No, secondo la Corte di Cassazione, un mero errore materiale che non influisce sulla verifica dei presupposti di legge né sul dispositivo della decisione non è sufficiente a rendere nullo il provvedimento, specialmente se i dati corretti sono facilmente ricavabili dagli atti del processo.
Qual è stata la decisione finale della Corte di Cassazione sul ricorso?
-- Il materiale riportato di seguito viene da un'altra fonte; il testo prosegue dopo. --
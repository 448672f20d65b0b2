//! Authenticated primary news API (`/v2/everything`).

use async_trait::async_trait;
use serde::Deserialize;

use super::{NewsSourceAdapter, SourceKind, EMPTY_SNIPPET};
use crate::error::Result;
use crate::extract::html_to_text;
use crate::http::{ensure_success, NEWS_CLIENT};
use crate::news::{NewsItem, Query, RecencyWindow, SearchFocus, MAX_ITEMS};
use crate::topic::NEWS_API_TECH_TERMS;

#[derive(Debug, Deserialize)]
struct EverythingResponse {
    #[serde(default)]
    articles: Vec<Article>,
}

#[derive(Debug, Deserialize)]
struct Article {
    title: Option<String>,
    url: Option<String>,
    description: Option<String>,
    content: Option<String>,
}

pub struct NewsApiSource {
    api_key: String,
    endpoint: String,
}

impl NewsApiSource {
    pub fn new(api_key: String, endpoint: String) -> Self {
        NewsApiSource { api_key, endpoint }
    }

    fn query_text(query: &Query) -> (String, &'static str) {
        match query.focus {
            SearchFocus::Tech => (format!("{} {}", query.truncated(100), NEWS_API_TECH_TERMS), "publishedAt"),
            SearchFocus::General => (query.truncated(200).to_string(), "relevancy"),
        }
    }
}

#[async_trait]
impl NewsSourceAdapter for NewsApiSource {
    fn name(&self) -> &'static str {
        SourceKind::NewsApi.as_str()
    }

    async fn search(&self, query: &Query, window: &RecencyWindow) -> Result<Vec<NewsItem>> {
        let (q, sort_by) = Self::query_text(query);
        let from = window.from_date().format("%Y-%m-%d").to_string();
        let page_size = MAX_ITEMS.to_string();

        let response = NEWS_CLIENT
            .get(&self.endpoint)
            .header("X-Api-Key", &self.api_key)
            .query(&[
                ("q", q.as_str()),
                ("from", from.as_str()),
                ("sortBy", sort_by),
                ("language", "en"),
                ("pageSize", page_size.as_str()),
            ])
            .send()
            .await?;
        let body: EverythingResponse = ensure_success(self.name(), response)?.json().await?;

        let items = body
            .articles
            .into_iter()
            .filter_map(|article| {
                let title = article.title.filter(|t| !t.trim().is_empty() && t != "[Removed]")?;
                let snippet = article
                    .description
                    .filter(|d| !d.trim().is_empty())
                    .or(article.content)
                    .map(|text| html_to_text(&text))
                    .filter(|text| !text.is_empty())
                    .unwrap_or_else(|| EMPTY_SNIPPET.to_string());
                Some(NewsItem::new(title, article.url.unwrap_or_default(), snippet))
            })
            .take(MAX_ITEMS)
            .collect();

        Ok(items)
    }
}
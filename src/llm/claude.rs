use async_trait::async_trait;
use serde::Serialize;

use super::{read_json, LlmProvider, ProviderKind, MAX_TOKENS};
use crate::error::{AppError, Result};
use crate::http::LLM_CLIENT;

const ANTHROPIC_VERSION: &str = "2023-06-01";

#[derive(Serialize)]
struct Message {
    role: String,
    content: String,
}

#[derive(Serialize)]
struct MessagesRequest {
    model: String,
    max_tokens: u32,
    messages: Vec<Message>,
}

pub struct ClaudeClient {
    api_key: Option<String>,
    model: String,
    base_url: String,
}

impl ClaudeClient {
    pub fn new(api_key: Option<String>, model: String, base_url: String) -> Self {
        ClaudeClient { api_key, model, base_url }
    }
}

#[async_trait]
impl LlmProvider for ClaudeClient {
    fn kind(&self) -> ProviderKind {
        ProviderKind::Claude
    }

    fn configured(&self) -> bool {
        self.api_key.is_some()
    }

    async fn complete(&self, prompt: &str) -> Result<String> {
        let api_key = self.api_key.as_deref().ok_or_else(|| self.kind().not_configured())?;

        let body = MessagesRequest {
            model: self.model.clone(),
            max_tokens: MAX_TOKENS,
            messages: vec![Message {
                role: "user".into(),
                content: prompt.into(),
            }],
        };

        let res = LLM_CLIENT
            .post(format!("{}/v1/messages", self.base_url.trim_end_matches('/')))
            .header("x-api-key", api_key)
            .header("anthropic-version", ANTHROPIC_VERSION)
            .json(&body)
            .send()
            .await?;
        let json = read_json(self.kind(), res).await?;

        // Only text blocks count; anything else yields an empty answer.
        let blocks = json["content"]
            .as_array()
            .ok_or_else(|| AppError::LlmError("Invalid response format from Claude".to_string()))?;
        let reply = blocks
            .iter()
            .find(|block| block["type"] == "text")
            .and_then(|block| block["text"].as_str())
            .unwrap_or_default()
            .to_string();

        Ok(reply)
    }
}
La Corte di Cassazione ha dichiarato il ricorso inammissibile, condannando il ricorrente al pagamento delle spese processuali e di una somma in favore della Cassa delle ammende, confermando così la revoca dell’indulto.
Testo del provvedimento
Ordinanza di Cassazione Penale Sez. 7 Num. 33370 Anno 2025
Penale Ord. Sez. 7 Num. 33370 Anno 2025
Presidente: COGNOME
Relatore: NOME COGNOME
Data Udienza: 25/09/2025
ORDINANZA
sul ricorso proposto da:
COGNOME nato a GRAVINA DI PUGLIA il 23/05/1950
avverso l’ordinanza del 10/04/2025 della CORTE APPELLO di BARI
dato avviso alle parti; udita la relazione svolta dal Consigliere NOME COGNOME;
RITENUTO IN FATTO E CONSIDERATO IN DIRITTO
Esaminato il ricorso proposto avverso l’ordinanza in data 10/04/2025, con la quale la Corte di appello di Bari ha revocato l’indulto già concesso a NOME COGNOME
Ritenuto che il ricorso a fronte del chiaro tenore letterale della legge che prevede al comma 3 dell’art. 1 della legge n. 241/2006 che «Il beneficio dell’indulto è revocato di diritto se chi ne ha usufruito commette, entro cinque anni dalla data di entrata in vigore della presente legge, un delitto non colposo per il quale riporti condanna a pena detentiva non inferiore a due anni» e a fronte di una successiva condanna ad anni due di reclusione, sostiene che la Corte territoriale abbia disposto la revoca con riferimento a sentenze inesistenti;
che in realtà i presupposti per la revoca, che va disposta d’ufficio e che non richiede specifiche valutazioni, sono sussistenti e il provvedimento incorre in un mero errore materiale nella compilazione della motivazione dove si indica correttamente come reato commesso nei cinque anni successivi all’entrata in vigore della legge n. 241/2006 una ricettazione del 22/06/2007, oggetto della sentenza della Corte di appello di Bari in data 22/09/2002, irrevocabile dal 10/10/2023 ma si indicano erroneamente le sentenze che hanno concesso l’indulto: sentenza del Tribunale di Forlì – sez. dist. di Cesena in data 13/02/2019, anziché 13/02/2009, e sentenza del Giudice per le indagini preliminari presso il Tribunale di Rimini in data 18/10/2016, anziché 18/10/2006, come per entrambe le sentenze si ricava agevolmente dal provvedimento di esecuzione di pene concorrenti del Procuratore Generale territoriale con contestuale trasmissione degli atti al Magistrato di sorveglianza con richiesta di revoca dei benefici;
che l’errore materiale in motivazione non può refluire né sulla verifica della sussistenza dei presupposti di legge né sul dispositivo della decisione nel quale si fa riferimento alle sentenze oggetto della richiesta del Procuratore Generale territoriale e in ogni caso a quelle che hanno concesso il beneficio dell’indulto a NOME COGNOME così agevolmente identificabili in atti, non essendovene altre nel provvedimento di cumulo che abbiano concesso analogo beneficio;
Per queste ragioni, il ricorso deve essere dichiarato inammissibile, con la conseguente condanna del ricorrente al pagamento delle spese processuali e della somma di euro tremila in favore della Cassa delle ammende;
P.Q.M.
Dichiara inammissibile il ricorso e condanna il ricorrente al pagamento delle spese processuali e della somma di euro tremila in favore della Cassa delle ammende.